What traders should watch: cloud segment margins, revenue per AI workload metrics, any AI infrastructure return on invested capital disclosure, and—most importantly—free cash flow trends. With major hyperscalers racing to build similar capacity, there is also an overcapacity risk if AI demand growth plateaus or arrives later than expected.
If free cash flow deteriorates further, the negative sentiment could spill into the broader Nasdaq. If cash flow holds despite AI capex, markets may eventually reward the long-term positioning.
Bearish
This news is bearish because it targets a key valuation support: free cash flow. Big tech’s AI capex ramp (Alphabet $175–$185B; Amazon ~$200B, mostly AI-related) is outpacing topline growth, raising the market’s fear that cash will be consumed faster than it can be monetized. That pattern has historically driven drawdowns in the tech sector when investors concluded “spending > returns,” such as during prior capex/AI infrastructure repricing episodes in early 2020s.
Short term, the immediate trigger is earnings-model risk: if cloud margins soften and free cash flow deteriorates quarter over quarter, traders typically cut exposure and weigh Nasdaq beta contagion (index-level pressure).

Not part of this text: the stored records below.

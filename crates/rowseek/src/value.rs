//! Scalar coercions shared by the evaluator and the sort engine.
//!
//! Records are plain [`serde_json::Value`] trees. Once flattened, every
//! comparison works on a leaf that may be absent from the row, so the helpers
//! here take `Option<&Value>` and define how an absent leaf behaves.

use std::borrow::Cow;
use std::cmp::Ordering;

use serde_json::Value;

/// Returns the numeric value of a leaf, if it is a JSON number.
pub fn as_number(value: &Value) -> Option<f64> {
    match value {
        Value::Number(n) => n.as_f64(),
        _ => None,
    }
}

/// Parses a query literal as a number.
///
/// Surrounding whitespace is ignored. Anything that is not a number
/// (including the empty string) becomes NaN, which makes every ordering
/// comparison against it false.
pub fn parse_number(literal: &str) -> f64 {
    literal.trim().parse::<f64>().unwrap_or(f64::NAN)
}

/// Coerces a leaf to the text a pattern is tested against.
///
/// Strings are used as-is; integral numbers print without a fractional
/// part; booleans print as `true`/`false`; absent and null leaves are empty;
/// arrays and objects print as compact JSON.
pub fn to_text(value: Option<&Value>) -> Cow<'_, str> {
    match value {
        None | Some(Value::Null) => Cow::Borrowed(""),
        Some(Value::String(s)) => Cow::Borrowed(s.as_str()),
        Some(Value::Bool(b)) => Cow::Borrowed(if *b { "true" } else { "false" }),
        Some(Value::Number(n)) => Cow::Owned(number_text(n)),
        Some(other) => Cow::Owned(other.to_string()),
    }
}

fn number_text(n: &serde_json::Number) -> String {
    if n.is_i64() || n.is_u64() {
        return n.to_string();
    }
    match n.as_f64() {
        Some(f) if f.fract() == 0.0 && f.abs() < 1e15 => format!("{}", f as i64),
        Some(f) => f.to_string(),
        None => n.to_string(),
    }
}

/// Loose equality between a row leaf and a query literal.
///
/// The literal is coerced toward the leaf's type: numeric leaves compare
/// against the literal read as a number, boolean leaves against the text
/// `true`/`false`, string leaves textually. An absent or null leaf is never
/// equal to anything but a null literal.
pub fn loose_eq(leaf: Option<&Value>, literal: &Value) -> bool {
    let Some(leaf) = leaf else {
        return false;
    };
    match (leaf, literal) {
        (Value::Null, Value::Null) => true,
        (Value::Null, _) | (_, Value::Null) => false,
        (Value::String(a), Value::String(b)) => a == b,
        (Value::Number(_), Value::Number(_)) => as_number(leaf) == as_number(literal),
        (Value::Number(_), Value::String(s)) | (Value::String(s), Value::Number(_)) => {
            let number = as_number(leaf).or_else(|| as_number(literal));
            number == Some(parse_number(s))
        }
        (Value::Bool(a), Value::Bool(b)) => a == b,
        (Value::Bool(b), Value::String(s)) | (Value::String(s), Value::Bool(b)) => {
            match s.trim() {
                "true" => *b,
                "false" => !*b,
                _ => false,
            }
        }
        (Value::Array(_) | Value::Object(_), Value::String(s)) => to_text(Some(leaf)) == *s,
        _ => leaf == literal,
    }
}

/// Default ordering used by the sort engine.
///
/// Two numbers compare numerically; anything else compares by its text,
/// so an absent leaf behaves like the empty string and sorts first in
/// ascending order.
pub fn compare_for_sort(a: Option<&Value>, b: Option<&Value>) -> Ordering {
    match (a.and_then(as_number), b.and_then(as_number)) {
        (Some(x), Some(y)) => x.partial_cmp(&y).unwrap_or(Ordering::Equal),
        _ => to_text(a).cmp(&to_text(b)),
    }
}

/// Short description of a leaf's JSON type, used in error messages.
pub fn type_name(value: Option<&Value>) -> &'static str {
    match value {
        None => "missing",
        Some(Value::Null) => "null",
        Some(Value::Bool(_)) => "boolean",
        Some(Value::Number(_)) => "number",
        Some(Value::String(_)) => "string",
        Some(Value::Array(_)) => "array",
        Some(Value::Object(_)) => "object",
    }
}
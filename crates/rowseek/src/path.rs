//! Flattening of nested records into dotted-path rows, and back.
//!
//! A [`FlatRow`] addresses every leaf of a record by the dot-joined keys
//! leading to it (`person.firstName`). Arrays and empty objects are leaves:
//! they are stored whole, so [`unflatten`] restores them exactly. Keys that
//! themselves contain a `.` collide with the separator; that case is not
//! handled.

use serde_json::{Map, Value};

/// A record flattened to `path -> leaf`.
pub type FlatRow = Map<String, Value>;

/// The separator between path segments.
pub const SEPARATOR: char = '.';

/// Flattens a record into a [`FlatRow`].
///
/// Only objects have addressable paths: any other record, like an empty
/// object, flattens to an empty row. The empty string is a valid key at
/// every level (`{"": {"x": 1}}` flattens to `.x`).
pub fn flatten(record: &Value) -> FlatRow {
    let mut acc = Map::new();
    if let Value::Object(map) = record {
        flatten_into(map, None, &mut acc);
    }
    acc
}

fn flatten_into(map: &Map<String, Value>, prefix: Option<&str>, acc: &mut FlatRow) {
    for (key, value) in map {
        let path = match prefix {
            None => key.clone(),
            Some(prefix) => format!("{}{}{}", prefix, SEPARATOR, key),
        };
        match value {
            Value::Object(child) if !child.is_empty() => flatten_into(child, Some(&path), acc),
            leaf => {
                acc.insert(path, leaf.clone());
            }
        }
    }
}

/// Rebuilds a nested record from a [`FlatRow`].
///
/// Works on any row, not only the output of a single [`flatten`] call: the
/// keys present are rebuilt and nothing else. When a path runs through a
/// leaf (`a` and `a.b` both present) the deeper path wins.
pub fn unflatten(row: &FlatRow) -> Value {
    let mut root = Map::new();
    for (path, leaf) in row {
        insert_path(&mut root, path, leaf.clone());
    }
    Value::Object(root)
}

fn insert_path(root: &mut Map<String, Value>, path: &str, leaf: Value) {
    let mut segments = path.split(SEPARATOR).peekable();
    let mut current = root;
    while let Some(segment) = segments.next() {
        if segments.peek().is_none() {
            // A deeper path already created an object here; keep it.
            match current.get(segment) {
                Some(Value::Object(existing)) if !existing.is_empty() => {}
                _ => {
                    current.insert(segment.to_string(), leaf);
                }
            }
            return;
        }
        let slot = current
            .entry(segment.to_string())
            .or_insert_with(|| Value::Object(Map::new()));
        if !slot.is_object() {
            *slot = Value::Object(Map::new());
        }
        current = match slot {
            Value::Object(map) => map,
            _ => return,
        };
    }
}

/// Returns the keys of `row` that lie at or below `prefix`
/// (`prefix` itself or `prefix.<anything>`).
pub fn keys_under<'a>(row: &'a FlatRow, prefix: &'a str) -> impl Iterator<Item = &'a String> + 'a {
    row.keys().filter(move |key| is_under(key, prefix))
}

/// Returns `true` if `path` equals `prefix` or descends from it.
pub fn is_under(path: &str, prefix: &str) -> bool {
    match path.strip_prefix(prefix) {
        Some(rest) => rest.is_empty() || rest.starts_with(SEPARATOR),
        None => false,
    }
}

/// Collects the part of `row` below `prefix`, with the prefix stripped,
/// and rebuilds it as a nested value.
pub fn subtree(row: &FlatRow, prefix: &str) -> Option<Value> {
    let mut sub = Map::new();
    for key in keys_under(row, prefix) {
        let rest = &key[prefix.len()..];
        let rest = rest.strip_prefix(SEPARATOR).unwrap_or(rest);
        sub.insert(rest.to_string(), row[key.as_str()].clone());
    }
    if sub.is_empty() {
        None
    } else {
        Some(unflatten(&sub))
    }
}

#[cfg(test)]
mod tests {
    use super::*;
    use serde_json::json;

    #[test]
    fn flatten_nested_objects() {
        let record = json!({
            "age": 17,
            "person": {"firstName": "night", "lastName": "ruc"},
        });
        let row = flatten(&record);
        assert_eq!(row.len(), 3);
        assert_eq!(row["age"], json!(17));
        assert_eq!(row["person.firstName"], json!("night"));
        assert_eq!(row["person.lastName"], json!("ruc"));
    }

    #[test]
    fn arrays_and_empty_objects_are_leaves() {
        let record = json!({"tags": ["a", "b"], "meta": {}, "n": null});
        let row = flatten(&record);
        assert_eq!(row["tags"], json!(["a", "b"]));
        assert_eq!(row["meta"], json!({}));
        assert_eq!(row["n"], json!(null));
        assert_eq!(unflatten(&row), record);
    }

    #[test]
    fn round_trip() {
        let record = json!({
            "a": {"b": {"c": 1, "d": "x"}, "e": true},
            "f": 2.5,
        });
        assert_eq!(unflatten(&flatten(&record)), record);
    }

    #[test]
    fn non_object_record_has_no_paths() {
        assert!(flatten(&json!(42)).is_empty());
        assert!(flatten(&json!(["a"])).is_empty());
        assert!(flatten(&json!({})).is_empty());
        assert_eq!(unflatten(&FlatRow::new()), json!({}));
    }

    #[test]
    fn empty_keys_round_trip() {
        let record = json!({"": 1});
        let row = flatten(&record);
        assert_eq!(row.keys().collect::<Vec<_>>(), vec![""]);
        assert_eq!(unflatten(&row), record);

        let record = json!({"": {"x": 1}, "a": {"": {"": true}, "b": 2}});
        let row = flatten(&record);
        assert_eq!(row[".x"], json!(1));
        assert_eq!(row["a.."], json!(true));
        assert_eq!(row["a.b"], json!(2));
        assert_eq!(unflatten(&row), record);
    }

    #[test]
    fn unflatten_partial_row() {
        let mut row = FlatRow::new();
        row.insert("person.lastName".into(), json!("ruc"));
        row.insert("visits".into(), json!(3));
        assert_eq!(
            unflatten(&row),
            json!({"person": {"lastName": "ruc"}, "visits": 3})
        );
    }

    #[test]
    fn unflatten_deeper_path_wins() {
        let mut row = FlatRow::new();
        row.insert("person".into(), json!("flat"));
        row.insert("person.firstName".into(), json!("night"));
        assert_eq!(unflatten(&row), json!({"person": {"firstName": "night"}}));
    }

    #[test]
    fn prefix_matching() {
        assert!(is_under("person", "person"));
        assert!(is_under("person.firstName", "person"));
        assert!(!is_under("personN.age", "person"));
        assert!(!is_under("per", "person"));
        assert!(!is_under("age", "ag"));
    }

    #[test]
    fn subtree_strips_prefix() {
        let row = flatten(&json!({
            "person": {"firstName": "night", "address": {"city": "x"}},
            "personN": {"age": 3},
        }));
        assert_eq!(
            subtree(&row, "person"),
            Some(json!({"firstName": "night", "address": {"city": "x"}}))
        );
        assert_eq!(subtree(&row, "nobody"), None);
    }
}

Long term, the story is not purely negative—enterprise AI demand is growing—but timing uncertainty (chip/power/cooling constraints) can keep return horizons farther out. Unless disclosures show strong ROI metrics (e.g., revenue per AI workload and AI-specific ROIC) alongside stable free cash flow, the market may continue to treat AI capex as a drag rather than a catalyst. Net: risk of extended volatility and downward pressure remains higher than upside confirmation until cash-flow durability is proven.